▶ **WORK INSTRUCTIONS**:
Every line in the data below that has the word "FauxGateError" should be returned.

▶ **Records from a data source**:

__________________________________________________

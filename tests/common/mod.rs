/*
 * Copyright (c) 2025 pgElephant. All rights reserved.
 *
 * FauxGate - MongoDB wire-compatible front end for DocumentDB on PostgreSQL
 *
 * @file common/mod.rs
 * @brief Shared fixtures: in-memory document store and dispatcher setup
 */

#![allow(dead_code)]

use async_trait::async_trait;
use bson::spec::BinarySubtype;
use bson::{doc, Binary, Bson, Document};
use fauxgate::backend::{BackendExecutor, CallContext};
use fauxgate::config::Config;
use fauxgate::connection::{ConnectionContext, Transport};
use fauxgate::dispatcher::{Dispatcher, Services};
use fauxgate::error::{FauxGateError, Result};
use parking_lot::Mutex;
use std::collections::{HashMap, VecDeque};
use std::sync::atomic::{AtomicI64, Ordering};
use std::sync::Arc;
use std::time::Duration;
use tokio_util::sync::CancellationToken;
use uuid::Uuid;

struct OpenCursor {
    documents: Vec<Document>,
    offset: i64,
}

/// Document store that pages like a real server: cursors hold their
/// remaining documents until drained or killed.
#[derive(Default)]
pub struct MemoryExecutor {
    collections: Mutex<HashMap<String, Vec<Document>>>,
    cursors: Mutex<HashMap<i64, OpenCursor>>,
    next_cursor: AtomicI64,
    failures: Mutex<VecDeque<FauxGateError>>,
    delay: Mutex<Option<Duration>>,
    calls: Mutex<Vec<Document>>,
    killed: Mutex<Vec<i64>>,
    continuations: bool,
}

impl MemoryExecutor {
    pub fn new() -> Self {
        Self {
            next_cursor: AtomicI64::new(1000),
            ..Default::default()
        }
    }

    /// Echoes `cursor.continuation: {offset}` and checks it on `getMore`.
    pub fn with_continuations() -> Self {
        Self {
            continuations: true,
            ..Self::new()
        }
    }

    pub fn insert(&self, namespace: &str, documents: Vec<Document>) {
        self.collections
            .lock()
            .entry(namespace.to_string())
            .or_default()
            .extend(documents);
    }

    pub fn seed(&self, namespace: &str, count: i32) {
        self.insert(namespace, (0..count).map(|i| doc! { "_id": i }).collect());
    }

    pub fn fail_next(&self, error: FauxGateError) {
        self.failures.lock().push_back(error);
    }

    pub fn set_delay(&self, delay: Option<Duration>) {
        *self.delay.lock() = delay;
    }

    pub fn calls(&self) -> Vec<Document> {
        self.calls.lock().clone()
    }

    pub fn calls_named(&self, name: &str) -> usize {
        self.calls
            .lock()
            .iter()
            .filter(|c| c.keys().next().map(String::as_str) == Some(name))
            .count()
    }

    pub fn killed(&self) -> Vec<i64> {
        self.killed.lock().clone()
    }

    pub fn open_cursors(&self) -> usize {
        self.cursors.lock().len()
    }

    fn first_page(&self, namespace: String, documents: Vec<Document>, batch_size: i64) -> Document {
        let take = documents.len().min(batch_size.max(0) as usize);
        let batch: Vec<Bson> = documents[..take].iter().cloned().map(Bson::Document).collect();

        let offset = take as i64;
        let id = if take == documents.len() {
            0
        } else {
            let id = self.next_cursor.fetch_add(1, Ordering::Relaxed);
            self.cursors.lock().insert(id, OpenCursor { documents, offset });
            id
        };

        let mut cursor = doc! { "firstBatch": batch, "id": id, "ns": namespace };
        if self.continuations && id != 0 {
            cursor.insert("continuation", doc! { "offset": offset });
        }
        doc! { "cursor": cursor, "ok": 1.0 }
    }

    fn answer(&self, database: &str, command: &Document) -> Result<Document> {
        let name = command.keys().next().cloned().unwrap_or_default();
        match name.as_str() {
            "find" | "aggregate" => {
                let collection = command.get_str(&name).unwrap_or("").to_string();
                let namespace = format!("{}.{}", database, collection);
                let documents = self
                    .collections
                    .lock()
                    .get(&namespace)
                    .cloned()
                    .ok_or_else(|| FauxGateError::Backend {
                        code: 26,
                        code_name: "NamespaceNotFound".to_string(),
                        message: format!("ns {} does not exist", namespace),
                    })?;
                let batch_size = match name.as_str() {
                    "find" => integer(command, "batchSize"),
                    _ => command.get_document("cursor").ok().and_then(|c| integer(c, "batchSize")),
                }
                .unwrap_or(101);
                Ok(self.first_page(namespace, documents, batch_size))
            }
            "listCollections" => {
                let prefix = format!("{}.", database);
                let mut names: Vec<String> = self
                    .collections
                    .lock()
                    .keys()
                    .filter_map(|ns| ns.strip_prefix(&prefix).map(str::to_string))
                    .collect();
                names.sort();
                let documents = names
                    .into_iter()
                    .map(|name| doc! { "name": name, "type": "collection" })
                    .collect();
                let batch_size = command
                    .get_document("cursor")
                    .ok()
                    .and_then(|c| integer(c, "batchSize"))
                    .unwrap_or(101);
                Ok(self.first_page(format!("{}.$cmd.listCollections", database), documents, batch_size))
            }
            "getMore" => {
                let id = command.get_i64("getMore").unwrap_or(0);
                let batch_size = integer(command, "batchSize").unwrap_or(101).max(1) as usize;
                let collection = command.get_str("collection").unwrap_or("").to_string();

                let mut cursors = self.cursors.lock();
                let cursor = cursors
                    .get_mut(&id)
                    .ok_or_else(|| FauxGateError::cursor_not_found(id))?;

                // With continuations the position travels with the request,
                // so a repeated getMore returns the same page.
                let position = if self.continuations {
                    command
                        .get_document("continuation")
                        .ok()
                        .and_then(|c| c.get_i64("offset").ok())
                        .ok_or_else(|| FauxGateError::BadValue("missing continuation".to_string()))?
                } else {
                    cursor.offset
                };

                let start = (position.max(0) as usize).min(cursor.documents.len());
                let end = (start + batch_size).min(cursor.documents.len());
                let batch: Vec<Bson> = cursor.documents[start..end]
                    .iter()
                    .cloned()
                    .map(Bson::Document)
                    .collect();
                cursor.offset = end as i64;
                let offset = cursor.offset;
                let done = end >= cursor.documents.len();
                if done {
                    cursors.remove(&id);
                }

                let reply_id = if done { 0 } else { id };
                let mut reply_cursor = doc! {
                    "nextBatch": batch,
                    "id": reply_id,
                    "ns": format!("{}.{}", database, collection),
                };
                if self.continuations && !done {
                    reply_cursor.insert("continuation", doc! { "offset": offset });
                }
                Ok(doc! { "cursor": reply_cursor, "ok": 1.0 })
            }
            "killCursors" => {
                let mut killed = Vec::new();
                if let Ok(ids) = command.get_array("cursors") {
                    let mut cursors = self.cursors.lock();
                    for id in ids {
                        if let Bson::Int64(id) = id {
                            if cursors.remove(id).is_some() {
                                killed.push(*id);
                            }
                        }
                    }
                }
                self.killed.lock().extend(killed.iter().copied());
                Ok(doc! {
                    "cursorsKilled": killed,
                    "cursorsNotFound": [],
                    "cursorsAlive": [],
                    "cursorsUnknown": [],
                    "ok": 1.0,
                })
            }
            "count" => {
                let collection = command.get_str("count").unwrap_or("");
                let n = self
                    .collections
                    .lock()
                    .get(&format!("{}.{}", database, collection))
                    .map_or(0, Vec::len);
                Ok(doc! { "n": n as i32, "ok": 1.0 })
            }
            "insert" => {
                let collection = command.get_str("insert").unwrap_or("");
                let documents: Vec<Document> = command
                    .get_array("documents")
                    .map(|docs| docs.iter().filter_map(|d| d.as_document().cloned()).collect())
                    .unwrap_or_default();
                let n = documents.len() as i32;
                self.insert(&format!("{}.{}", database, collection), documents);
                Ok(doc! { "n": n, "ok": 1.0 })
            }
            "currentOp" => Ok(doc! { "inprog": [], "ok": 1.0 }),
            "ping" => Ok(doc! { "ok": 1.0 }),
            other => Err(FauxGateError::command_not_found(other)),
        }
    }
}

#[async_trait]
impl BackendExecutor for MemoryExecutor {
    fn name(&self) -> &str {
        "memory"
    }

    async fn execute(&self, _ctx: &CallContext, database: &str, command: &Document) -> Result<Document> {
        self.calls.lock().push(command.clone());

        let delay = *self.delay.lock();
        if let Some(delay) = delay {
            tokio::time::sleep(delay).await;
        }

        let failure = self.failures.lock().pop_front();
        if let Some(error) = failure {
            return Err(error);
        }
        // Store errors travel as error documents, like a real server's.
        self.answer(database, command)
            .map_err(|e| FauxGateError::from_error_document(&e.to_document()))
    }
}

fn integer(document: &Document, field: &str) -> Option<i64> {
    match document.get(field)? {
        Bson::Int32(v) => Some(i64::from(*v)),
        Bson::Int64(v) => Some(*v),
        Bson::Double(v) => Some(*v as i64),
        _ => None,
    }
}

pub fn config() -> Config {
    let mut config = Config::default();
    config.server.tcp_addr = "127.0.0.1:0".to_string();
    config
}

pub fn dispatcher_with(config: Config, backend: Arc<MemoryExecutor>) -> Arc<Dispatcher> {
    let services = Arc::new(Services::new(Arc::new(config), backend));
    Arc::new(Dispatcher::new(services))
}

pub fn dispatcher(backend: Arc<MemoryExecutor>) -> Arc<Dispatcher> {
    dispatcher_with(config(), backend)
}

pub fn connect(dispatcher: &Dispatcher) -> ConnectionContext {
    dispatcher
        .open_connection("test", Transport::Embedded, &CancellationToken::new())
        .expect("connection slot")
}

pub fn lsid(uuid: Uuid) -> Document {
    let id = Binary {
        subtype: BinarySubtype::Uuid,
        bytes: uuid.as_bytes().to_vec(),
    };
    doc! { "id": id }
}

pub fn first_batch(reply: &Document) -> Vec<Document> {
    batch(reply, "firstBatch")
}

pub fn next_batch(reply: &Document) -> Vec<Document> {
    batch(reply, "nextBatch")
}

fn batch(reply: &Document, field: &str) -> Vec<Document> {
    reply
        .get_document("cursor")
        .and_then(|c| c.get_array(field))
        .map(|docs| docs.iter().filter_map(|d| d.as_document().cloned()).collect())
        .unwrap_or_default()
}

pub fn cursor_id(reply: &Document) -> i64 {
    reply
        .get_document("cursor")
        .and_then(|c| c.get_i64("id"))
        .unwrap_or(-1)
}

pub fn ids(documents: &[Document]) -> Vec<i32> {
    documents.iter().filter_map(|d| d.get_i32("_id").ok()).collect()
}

__________________________________________________

▶ **OUTPUT OF THE EXERCISE**:
use fauxgate::error::{FauxGateError, Result};
    failures: Mutex<VecDeque<FauxGateError>>,
    pub fn fail_next(&self, error: FauxGateError) {
                    .ok_or_else(|| FauxGateError::Backend {
                    .ok_or_else(|| FauxGateError::cursor_not_found(id))?;
                        .ok_or_else(|| FauxGateError::BadValue("missing continuation".to_string()))?
            other => Err(FauxGateError::command_not_found(other)),
            .map_err(|e| FauxGateError::from_error_document(&e.to_document()))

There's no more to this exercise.